Г. К.: Вот тут интересный момент, Гарик. Вы первый человек, упоминающий Булатова в то время. Чем он привлек тогда молодежь? Своей живописью?
Г. С.: Канон у нас складывался из только что увиденного. Поэтому я не могу сказать, что он чем-то «привлек». «Привлекали» они все, у каждого своя тема и почерк. Таких вопросов, как «нравится – не нравится», «хорошее – плохое», не существовало. Для нас это был просто «художник Булатов», без комментария. Я могу только вспомнить, что у него были такие тяжелые цвета…
Г. К.: Тяжелая пастозная живопись?
Г. С.: Да… Имели значение разговоры с художником, вот что было интересно! Потому что речь у всех была несколько косноязычная, эмоциональная… И еще, разумеется, из первых походов можно вспомнить Василия Ситникова; с кем-то пришел и к Вейсбергу. То есть мы можем так вспомнить почти все имена, а их источником служила та публикация в журнале Life, но не сама публикация, а ее описание в какой-то советской газете! «Вот, некий американец Маршак вместо нашей хорошей живописи представил каких-то бездельников!»
Г. К.: То есть привлекало все то, что отрицалось в официальной советской прессе?
Г. С.: Конечно! Без всяких критериев отбора.
Г. К.: А что можно было обнаружить интересного в советских музеях?
Г. С.: Одно время в середине 1950‐х я регулярно ходил в Третьяковку. Тогда и было только два музея – ГМИИ им. Пушкина и Третьяковка. Все остальные относились к случайным. Да, еще упоминавшийся Музей Маяковского. Хотя там картины не показывали. Даже одна картина уже была шокирующим обстоятельством. А еще было таинственное слово «запасник». Надо же было туда проникнуть, а мне это никак не удавалось… А так я помню выставки, которые все знают. Например, выставка художников стран народной демократии. Наверное, это 1957 год. Там были весьма неожиданные скульптуры поляка Ксаверия Дуниковского. Они произвели на меня, да и не только на меня, большое впечатление. Много было и других неожиданных работ, посвященных теме войны. Весьма интересной была экспозиция чешского стекла в Манеже с ее интересными формами, рождавшимися буквально на глазах. Далее, в маленьком зале Союза художников на Кузнецком мосту открылась выставка Николая Рериха – одной из первых. А поскольку я жил на Малой Бронной, я очень часто ходил на выставки в переулок Жолтовского, где был МОСХ. Одноклассники Миши Чернышова, учившегося неподалеку, потом рассказывали мне, что тоже ходили в эти залы.
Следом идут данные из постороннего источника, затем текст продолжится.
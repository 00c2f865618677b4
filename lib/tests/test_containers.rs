// Copyright 2024 The FlowGrid Authors
//
// Licensed under the Apache License, Version 2.0 (the "License");
// you may not use this file except in compliance with the License.
// You may obtain a copy of the License at
//
// https://www.apache.org/licenses/LICENSE-2.0
//
// Unless required by applicable law or agreed to in writing, software
// distributed under the License is distributed on an "AS IS" BASIS,
// WITHOUT WARRANTIES OR CONDITIONS OF ANY KIND, either express or implied.
// See the License for the specific language governing permissions and
// limitations under the License.

use std::collections::HashSet;

use flowgrid_lib::action::{container, Action, ContainerAction};
use maplit::hashset;
use test_case::test_case;
use flowgrid_lib::component::{ComponentKind, ContainerValue};
use flowgrid_lib::containers::navigable;
use flowgrid_lib::path::StorePath;
use flowgrid_lib::primitive::Primitive;
use flowgrid_lib::store::Store;
use pretty_assertions::assert_eq;
use testutils::demo_project;

fn container_action(action: ContainerAction) -> Action {
    Action::Container(action)
}

#[test]
fn test_vector_set_and_resize() {
    let mut project = demo_project();
    let path = project.path_of(project.colors);

    project
        .engine
        .enqueue(container_action(ContainerAction::VectorSet(
            container::VectorSet {
                path: path.clone(),
                value: vec![Primitive::U32(1), Primitive::U32(2), Primitive::U32(3)],
            },
        )));
    project.engine.run_queued(true);
    assert_eq!(project.engine.store().get::<u32>(&path.join("2")), Ok(3));

    project
        .engine
        .enqueue(container_action(ContainerAction::VectorSetAt(
            container::VectorSetAt {
                path: path.clone(),
                i: 1,
                value: Primitive::U32(99),
            },
        )));
    project
        .engine
        .enqueue(container_action(ContainerAction::VectorResize(
            container::VectorResize {
                path: path.clone(),
                size: 2,
            },
        )));
    project.engine.run_queued(true);

    let cached = match &project.engine.tree().get(project.colors).unwrap().kind {
        ComponentKind::Container(ContainerValue::Vector(value)) => value.value.clone(),
        _ => panic!("colors is not a vector"),
    };
    assert_eq!(cached, vec![Primitive::U32(1), Primitive::U32(99)]);
    assert!(!project.engine.store().contains_primitive(&path.join("2")));
}

#[test]
fn test_vector2d_rows_may_differ_in_length() {
    let mut project = demo_project();
    let path = project.path_of(project.sample_rates);

    project
        .engine
        .enqueue(container_action(ContainerAction::Vector2DSet(
            container::Vector2DSet {
                path: path.clone(),
                value: vec![
                    vec![Primitive::U32(44100), Primitive::U32(48000)],
                    vec![Primitive::U32(96000)],
                ],
            },
        )));
    project.engine.run_queued(true);

    assert_eq!(
        project.engine.store().get::<u32>(&path.join("0").join("1")),
        Ok(48000)
    );
    assert_eq!(
        project.engine.store().get::<u32>(&path.join("1").join("0")),
        Ok(96000)
    );
    assert!(!project
        .engine
        .store()
        .contains_primitive(&path.join("1").join("1")));

    // Shrinking a row erases its tail.
    project
        .engine
        .enqueue(container_action(ContainerAction::Vector2DSet(
            container::Vector2DSet {
                path: path.clone(),
                value: vec![vec![Primitive::U32(22050)]],
            },
        )));
    project.engine.run_queued(true);
    assert!(!project
        .engine
        .store()
        .contains_primitive(&path.join("0").join("1")));
    assert!(!project
        .engine
        .store()
        .contains_primitive(&path.join("1").join("0")));
}

#[test]
fn test_u32_set_membership() {
    let mut project = demo_project();
    let path = project.path_of(project.muted_nodes);

    for value in [3u32, 5, 3] {
        project
            .engine
            .enqueue(container_action(ContainerAction::SetInsert(
                container::SetInsert {
                    path: path.clone(),
                    value,
                },
            )));
    }
    project.engine.run_queued(true);
    assert!(project.engine.store().contains_u32(&path, 3));
    assert!(project.engine.store().contains_u32(&path, 5));
    assert_eq!(project.engine.store().u32_set(&path).len(), 2);

    project
        .engine
        .enqueue(container_action(ContainerAction::SetErase(
            container::SetErase {
                path: path.clone(),
                value: 3,
            },
        )));
    project.engine.run_queued(true);
    assert!(!project.engine.store().contains_u32(&path, 3));

    project
        .engine
        .enqueue(container_action(ContainerAction::SetClear(
            container::SetClear { path: path.clone() },
        )));
    project.engine.run_queued(true);
    assert!(project.engine.store().u32_set(&path).is_empty());
}

#[test]
fn test_adjacency_reachability_excludes_disabled() {
    let mut project = demo_project();
    let path = project.path_of(project.connections);

    for (source, destination) in [(1, 2), (2, 3), (3, 4)] {
        project
            .engine
            .enqueue(container_action(ContainerAction::ToggleConnection(
                container::ToggleConnection {
                    path: path.clone(),
                    source,
                    destination,
                },
            )));
        project.engine.run_queued(true);
    }

    let adjacency = match &project.engine.tree().get(project.connections).unwrap().kind {
        ComponentKind::Container(ContainerValue::AdjacencyList(value)) => value.clone(),
        _ => panic!("connections is not an adjacency list"),
    };
    assert!(adjacency.is_connected(1, 2));
    assert!(!adjacency.is_connected(2, 1));
    assert!(adjacency.has_path(1, 4, &HashSet::new()));
    assert!(!adjacency.has_path(1, 4, &hashset! {3}));
    assert!(adjacency.has_path(1, 2, &hashset! {3}));

    // Toggling an existing edge disconnects it.
    project
        .engine
        .enqueue(container_action(ContainerAction::ToggleConnection(
            container::ToggleConnection {
                path: path.clone(),
                source: 2,
                destination: 3,
            },
        )));
    project.engine.run_queued(true);
    assert!(!project.engine.store().has_id_pair(&path, (2, 3)));
}

#[test]
fn test_navigable_push_back_forward() {
    let mut project = demo_project();
    let path = project.path_of(project.inspect_history);

    for id in [10u32, 20, 30] {
        project
            .engine
            .enqueue(container_action(ContainerAction::NavigablePush(
                container::NavigablePush {
                    path: path.clone(),
                    value: id,
                },
            )));
        project.engine.run_queued(true);
    }
    let current = |project: &testutils::DemoProject| {
        match &project
            .engine
            .tree()
            .get(project.inspect_history)
            .unwrap()
            .kind
        {
            ComponentKind::Container(ContainerValue::Navigable(value)) => value.clone(),
            _ => panic!("not a navigable"),
        }
    };
    assert_eq!(current(&project).current(), Some(30));

    project
        .engine
        .enqueue(container_action(ContainerAction::NavigableBack(
            container::NavigableBack { path: path.clone() },
        )));
    project.engine.run_queued(true);
    assert_eq!(current(&project).current(), Some(20));

    // Pushing truncates the forward tail.
    project
        .engine
        .enqueue(container_action(ContainerAction::NavigablePush(
            container::NavigablePush {
                path: path.clone(),
                value: 40,
            },
        )));
    project.engine.run_queued(true);
    let value = current(&project);
    assert_eq!(value.value, vec![10, 20, 40]);
    assert_eq!(value.current(), Some(40));
    assert!(!value.can_move_forward());

    // Back at the start is rejected by the engine.
    project
        .engine
        .enqueue(container_action(ContainerAction::NavigableBack(
            container::NavigableBack { path: path.clone() },
        )));
    project.engine.run_queued(true);
    project
        .engine
        .enqueue(container_action(ContainerAction::NavigableBack(
            container::NavigableBack { path: path.clone() },
        )));
    project.engine.run_queued(true);
    assert_eq!(current(&project).current(), Some(10));
    assert!(!current(&project).can_move_back());
}

#[test_case(2 ; "capacity two")]
#[test_case(3 ; "capacity three")]
fn test_navigable_capacity_drops_oldest(capacity: usize) {
    let mut store = Store::new();
    let path = StorePath::from("/trail");
    for id in [1u32, 2, 3, 4] {
        navigable::push(&mut store, &path, id, Some(capacity));
    }
    let items: Vec<u32> = (0..)
        .map_while(|i| store.find::<u32>(&path.join(i.to_string())))
        .collect();
    assert_eq!(items.len(), capacity);
    assert_eq!(items.last(), Some(&4));
    assert_eq!(items.first(), Some(&(4 - capacity as u32 + 1)));
}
Г. К.: А куда пошла эта волна интереса к запретному в 1960‐е годы?
Г. С.: Ну, интерес этот ослабел. Я уже искал свое собственное дело, поэтому оставались только личные дружеские отношения, скажем, с Володей Пятницким. С Яковлевым было дружить сложно; была краткая дружба с Мишей Гробманом. Но задушевные отношения оставались только с Пятницким и Эдиком Курочкиным. В остальном я пытался отстраниться от художников, потому что их питье меня сильно мучило. Приходилось постоянно страдать от того, что человек не мог выйти из такого состояния. Такой богемной жизнью отличался круг Васильева – Игорь Ворошилов и др.
Г. К.: А какие-то иные имена вызывали интерес в то время? Скажем, те, кого вы не знали лично, но слышали?
Г. С.: Да в общем-то все имена уже были известны, я думаю. Питерских художников я не знал, хотя они приезжали в Москву. Скажем, во время французской выставки случился «набег» людей во главе с красочным Борисом Понизовским, имевших к живописи опосредованное отношение. А я с 1962 года начал уже заниматься архивами, филологией, потом занялся лингвистикой и все равно вернулся к архивным источникам.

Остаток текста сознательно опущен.